As usual Julian, that master of effect, had chosen a place of interrogation worthy of a practised inquisitor. It was an old cobwebby box-room with a single uncurtained window looking out across the park. Here an oldfashioned high-backed chair had been placed facing the window—a chair with so tall a back that when Mark did come hesitantly into the room all he could see of Julian was a pair of white hands lying softly, negligently on the arms of the chair. Nothing else. The high back hid even his head. Mark had been marched down the corridors of the east wing by a nurse and introjected into the room at a given signal. He stood now, anxious and pale, with his feeble countenance made whiter than usual by the daylight outside. “Yes, Uncle Julian?” he said when his name was uttered. “Yes?”
Julian put on his slow, sauve reptilian voice, letting the words uncoil by themselves, musingly. “Mark, you helped our dear Felix build Abel, didn’t you?”
“Yes.”
“Is there a booby-trap of any sort in it: something that might explode and injure someone?”
Mark began to breathe very heavily and his face took on an unwonted expression of determination, of awkward resolution. The man in the tall-backed chair stayed heavily, ominously silent as if he wished to give time for some reaction to these inappropriate emotions to set in.
“I won’t tell you. I promised” said the boy at last.
“Then if someone should get hurt you might be to blame?”
“I promised.”
“Then if someone should get hurt you might be to blame?”

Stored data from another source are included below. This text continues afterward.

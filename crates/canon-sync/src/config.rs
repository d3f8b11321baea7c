//! # Sync Configuration
//!
//! Plain injectable constants for the sync engine. Durations are stored as
//! whole seconds or milliseconds so the struct round-trips through TOML.

use serde::{Deserialize, Serialize};
use std::time::Duration;

use crate::domain::{SyncError, DEFAULT_FORK_PROTECTION, DEFAULT_MIN_CONNECTED_PEERS};

/// Sync engine configuration.
#[derive(Clone, Debug, PartialEq, Eq, Serialize, Deserialize)]
#[serde(default)]
pub struct SyncConfig {
    /// Connected peers required before leaving `Connecting`.
    pub min_connected_peers: usize,

    /// Machine cycle timer in milliseconds.
    pub cycle_interval_ms: u64,

    /// Maximum number of blocks a fork walk may roll back.
    pub fork_protection: u64,

    /// Blocks pulled per `FetchBlocks` transition.
    pub fetch_batch_size: u64,

    /// Pipeline one lookahead block and audit periodically.
    pub fast_sync_enabled: bool,

    /// Audit one random fetched block every this many fast-synced blocks.
    pub audit_interval: u64,

    /// Consecutive behind-samples tolerated before forcing `ForkDetect`.
    pub sampling_limit: u32,

    /// Interval between roster metric refreshes, in seconds.
    pub metrics_refresh_interval_secs: u64,

    /// Deadline for one full metrics round trip, in seconds.
    pub metrics_round_trip_timeout_secs: u64,

    /// Deadline for one Node request (digest, block, height), in seconds.
    pub request_timeout_secs: u64,

    /// Metrics older than this are stale and excluded from elections, in
    /// seconds. Zero means three refresh intervals.
    pub stale_after_secs: u64,
}

impl Default for SyncConfig {
    fn default() -> Self {
        Self {
            min_connected_peers: DEFAULT_MIN_CONNECTED_PEERS,
            cycle_interval_ms: 1_000,
            fork_protection: DEFAULT_FORK_PROTECTION,
            fetch_batch_size: 64,
            fast_sync_enabled: true,
            audit_interval: 256,
            sampling_limit: 5,
            metrics_refresh_interval_secs: 10,
            metrics_round_trip_timeout_secs: 30,
            request_timeout_secs: 10,
            stale_after_secs: 0,
        }
    }
}

impl SyncConfig {
    /// Create a config for testing (small windows, fast timers).
    pub fn for_testing() -> Self {
        Self {
            min_connected_peers: 1,
            cycle_interval_ms: 10,
            fork_protection: 20,
            fetch_batch_size: 8,
            fast_sync_enabled: false,
            audit_interval: 4,
            sampling_limit: 2,
            metrics_refresh_interval_secs: 1,
            metrics_round_trip_timeout_secs: 2,
            request_timeout_secs: 1,
            stale_after_secs: 0,
        }
    }

    /// Machine cycle timer.
    pub fn cycle_interval(&self) -> Duration {
        Duration::from_millis(self.cycle_interval_ms)
    }

    /// Roster refresh timer.
    pub fn metrics_refresh_interval(&self) -> Duration {
        Duration::from_secs(self.metrics_refresh_interval_secs)
    }

    /// Per-peer metrics round-trip deadline.
    pub fn metrics_round_trip_timeout(&self) -> Duration {
        Duration::from_secs(self.metrics_round_trip_timeout_secs)
    }

    /// Per-request Node deadline.
    pub fn request_timeout(&self) -> Duration {
        Duration::from_secs(self.request_timeout_secs)
    }

    /// Age after which cached metrics no longer vote.
    pub fn stale_after(&self) -> Duration {
        if self.stale_after_secs == 0 {
            self.metrics_refresh_interval() * 3
        } else {
            Duration::from_secs(self.stale_after_secs)
        }
    }

    /// Reject values that would stall or spin the engine.
    pub fn validate(&self) -> Result<(), SyncError> {
        if self.fetch_batch_size == 0 {
            return Err(SyncError::Config("fetch_batch_size must be > 0".into()));
        }
        if self.audit_interval == 0 {
            return Err(SyncError::Config("audit_interval must be > 0".into()));
        }
        if self.cycle_interval_ms == 0 {
            return Err(SyncError::Config("cycle_interval_ms must be > 0".into()));
        }
        if self.metrics_refresh_interval_secs == 0 {
            return Err(SyncError::Config(
                "metrics_refresh_interval_secs must be > 0".into(),
            ));
        }
        if self.metrics_round_trip_timeout_secs == 0 || self.request_timeout_secs == 0 {
            return Err(SyncError::Config("timeouts must be > 0".into()));
        }
        Ok(())
    }
}

#[cfg(test)]
mod tests {
    use super::*;

    #[test]
    fn test_default_config() {
        let config = SyncConfig::default();
        assert_eq!(config.min_connected_peers, 3);
        assert_eq!(config.fork_protection, 100);
        assert_eq!(config.cycle_interval(), Duration::from_secs(1));
        assert_eq!(config.metrics_round_trip_timeout(), Duration::from_secs(30));
        assert!(config.fast_sync_enabled);
        assert!(config.validate().is_ok());
    }

    #[test]
    fn test_testing_config() {
        let config = SyncConfig::for_testing();
        assert_eq!(config.min_connected_peers, 1);
        assert!(!config.fast_sync_enabled);
        assert!(config.validate().is_ok());
    }

    #[test]
    fn test_stale_after_defaults_to_three_refreshes() {
        let mut config = SyncConfig::default();
        assert_eq!(config.stale_after(), Duration::from_secs(30));

        config.stale_after_secs = 7;
        assert_eq!(config.stale_after(), Duration::from_secs(7));
    }

    #[test]
    fn test_validate_rejects_zero_batch() {
        let config = SyncConfig {
            fetch_batch_size: 0,
            ..Default::default()
        };
        assert!(matches!(config.validate(), Err(SyncError::Config(_))));
    }

    #[test]
    fn test_validate_rejects_zero_audit_interval() {
        let config = SyncConfig {
            audit_interval: 0,
            ..Default::default()
        };
        assert!(config.validate().is_err());
    }
}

Mark watched the slow spirals of cigar smoke rise in the eddyless air of the musty room. “I am asking you” said Julian suddenly in a voice so sharp that the boy started. “I am asking you.” Mark hung his head. He was hovering on the edge of tears now. Julian resumed his suave impartial voice. “Mark,” he said with infinite slowness “you know the story of the Princes in the Tower?” Mark nodded and breathed out his “Yes” into the silent room. “Very well,” said Julian “I’m glad you do. It’s not a pretty story. Now, Mark, I am going to ask you something else. Is there any safe way of dismantling the trap?”